My Storied Treasures’ Treasured Stories!


                                                           (clker-free-vector-images)

I am 100% certain: I learn as much if not more than do my students and writers with each class I teach and each coaching session I facilitate.
And I’m pretty sure I’m incalculably smarter, thanks to my storied treasures as I labeled them in my TeachingAuthors THANKU launch in 2011.

Like Carmela’s students, my students and writers remind me daily of the requisite hard work writing demands and the ultimate joy writing delivers.
Like my Newberry Library students whom I labeled new berries in my 2013 THANKU, they also feed me and juice my batteries.

This past year, courtesy of my students and writers,
I’ve been to Latvia, Mississippi, Detroit and Idaho (twice!),
traveled back in time to 1908, 1948, 1953 and 1967 (twice!),
hung with chipmunks, Scotties, warthogs, abandoned kittens, a heroic mosquito and an opera-loving Gila monster.
Their works-in-progress taught me about dyslexia, lambing, simple machines, MUCH ADO ABOUT NOTHING and jump rope jingles.
With each manuscript I learn something new – about a format, a genre or an element of narrative, a subject matter, a readership, a relevant book or author.
And if I’m lucky – and I usually am, I learn my writers’ Back Stories, their treasure, and where it resides in the story he or she is telling.

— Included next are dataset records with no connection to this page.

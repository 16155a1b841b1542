//! Configuration file I/O operations

use std::path::{Path, PathBuf};

use anyhow::{bail, Context, Result};

use super::Config;
use crate::storage;

/// Default configuration content written by `goalquest init`
pub const DEFAULT_CONFIG: &str = r#"# goalquest configuration
# =======================

# Where goals, logs and progression are stored.
# Defaults to ~/.goalquest/state.json when unset.
[storage]
# data_file = "/path/to/state.json"

# Tracking rules
#   allow_archived_logging - Accept logs for archived goals (default: false)
[tracking]
allow_archived_logging = false

# Terminal output
#   heatmap_weeks - Weeks of history shown by `show` and `log` (default: 52)
[display]
heatmap_weeks = 52
"#;

impl Config {
    /// Get the global config directory path (~/.goalquest/)
    pub fn global_config_dir() -> PathBuf {
        dirs::home_dir()
            .unwrap_or_else(|| PathBuf::from("."))
            .join(".goalquest")
    }

    /// Get the global config file path (~/.goalquest/config.toml)
    pub fn global_config_path() -> PathBuf {
        Self::global_config_dir().join("config.toml")
    }

    /// Default state file path (~/.goalquest/state.json)
    pub fn default_data_path() -> PathBuf {
        Self::global_config_dir().join("state.json")
    }

    /// Load configuration from a file
    pub fn from_file(path: &Path) -> Result<Self> {
        let content = std::fs::read_to_string(path)
            .with_context(|| format!("Failed to read config file: {}", path.display()))?;

        let config: Config = toml::from_str(&content)
            .with_context(|| format!("Failed to parse config file: {}", path.display()))?;
        config
            .validate()
            .with_context(|| format!("Invalid config file: {}", path.display()))?;

        Ok(config)
    }

    /// Load the given config file, or the global one.
    ///
    /// A missing global config means defaults. An explicitly requested file must exist.
    pub fn load(path: Option<&Path>) -> Result<Self> {
        match path {
            Some(path) => Self::from_file(path),
            None => {
                let global_path = Self::global_config_path();
                if global_path.exists() {
                    Self::from_file(&global_path)
                } else {
                    tracing::debug!("No config at {}, using defaults", global_path.display());
                    Ok(Self::default())
                }
            }
        }
    }

    /// Write the commented default config, refusing to overwrite unless `force`
    pub fn init_file(path: &Path, force: bool) -> Result<()> {
        if path.exists() && !force {
            bail!(
                "Configuration already exists: {}\nUse --force to overwrite.",
                path.display()
            );
        }
        write_atomic(path, DEFAULT_CONFIG)
    }

    /// Save configuration to a file with atomic write and file locking.
    pub fn save_to_file(&self, path: &Path) -> Result<()> {
        let content = toml::to_string_pretty(self).with_context(|| "Failed to serialize config")?;
        write_atomic(path, &content)
    }
}

/// Atomic, locked write shared with the state file
fn write_atomic(path: &Path, content: &str) -> Result<()> {
    storage::write_atomic(path, content)
        .with_context(|| format!("Failed to write config file: {}", path.display()))
}

#[cfg(test)]
mod tests {
    use super::*;
    use tempfile::tempdir;

    #[test]
    fn test_default_config_parses_to_defaults() {
        let config: Config = toml::from_str(DEFAULT_CONFIG).unwrap();
        assert_eq!(config, Config::default());
    }

    #[test]
    fn test_init_refuses_overwrite() {
        let dir = tempdir().unwrap();
        let path = dir.path().join("config.toml");

        Config::init_file(&path, false).unwrap();
        assert!(Config::init_file(&path, false).is_err());
        assert!(Config::init_file(&path, true).is_ok());
        assert_eq!(Config::load(Some(&path)).unwrap(), Config::default());
    }

    #[test]
    fn test_save_roundtrip() {
        let dir = tempdir().unwrap();
        let path = dir.path().join("cfg").join("config.toml");

        let mut config = Config::default();
        config.tracking.allow_archived_logging = true;
        config.display.heatmap_weeks = 12;
        config.save_to_file(&path).unwrap();

        assert_eq!(Config::from_file(&path).unwrap(), config);
    }

    #[test]
    fn test_oversized_heatmap_weeks_rejected_on_load() {
        let dir = tempdir().unwrap();
        let path = dir.path().join("config.toml");
        std::fs::write(&path, "[display]\nheatmap_weeks = 4294967295\n").unwrap();

        let err = Config::load(Some(&path)).unwrap_err();
        assert!(format!("{err:#}").contains("heatmap_weeks"));
    }

    #[test]
    fn test_explicit_missing_file_is_error() {
        let dir = tempdir().unwrap();
        assert!(Config::load(Some(&dir.path().join("nope.toml"))).is_err());
    }
}
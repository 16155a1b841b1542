use chrono::NaiveDate;

use super::GoalStatus;

/// Typed failures of the progression core.
///
/// A failed operation never leaves a partial mutation behind.
#[derive(Debug, Clone, PartialEq, Eq, thiserror::Error)]
pub enum GoalError {
    #[error("Goal '{0}' already exists")]
    DuplicateGoal(String),

    #[error("Goal '{0}' not found")]
    GoalNotFound(String),

    #[error("Goal '{name}' is already {status}")]
    InvalidState { name: String, status: GoalStatus },

    #[error("Goal '{0}' is archived; restore it before logging")]
    ArchivedGoal(String),

    #[error("Invalid date '{0}' (expected YYYY-MM-DD, not in the future)")]
    InvalidDate(String),

    #[error("Invalid attribute '{0}' (expected one of STR, AGI, INT, VIT, PER)")]
    InvalidAttribute(String),

    #[error("Goal name must not be empty")]
    InvalidName,

    #[error("Quantity for '{name}' on {date} would overflow")]
    InvalidQuantity { name: String, date: NaiveDate },
}
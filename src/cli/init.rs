//! Init command implementation

use anyhow::Result;
use std::path::PathBuf;
use tracing::info;

use goalquest::config::Config;

/// Initialize a new goalquest configuration
/// By default creates the global config at ~/.goalquest/config.toml
/// Use --config to specify a custom path
pub fn init_command(config_path: Option<PathBuf>, force: bool) -> Result<()> {
    let config_path = config_path.unwrap_or_else(Config::global_config_path);

    Config::init_file(&config_path, force)?;
    info!("Wrote default config to {}", config_path.display());
    println!("Created: {}", config_path.display());

    Ok(())
}
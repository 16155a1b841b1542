//! Core domain types for goalquest

mod attribute;
mod error;
mod goal;

pub use attribute::Attribute;
pub use error::GoalError;
pub use goal::{ensure_not_future, parse_date, Goal, GoalStatus, DATE_FORMAT};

All of those gifted learning opportunities together REconfirm an important Truth: each of us has a story worth telling.

                (Pixabay/Horwin)

So what if a theme has already been spoken for?  So what if a plot or incident or time period or famous character already claims a book?
The New Baby. Moving Away. Desire for a Pet. Civil Rights.  The Holocaust.  Someone-or-Something lost, then found.
"There’s only one you,” I remind my students and writers, “with your head, your heart, your feelings, your experiences.  No one can tell your chosen story your way.”

Oh, how my storied treasures prove me right with their treasured stories again and again!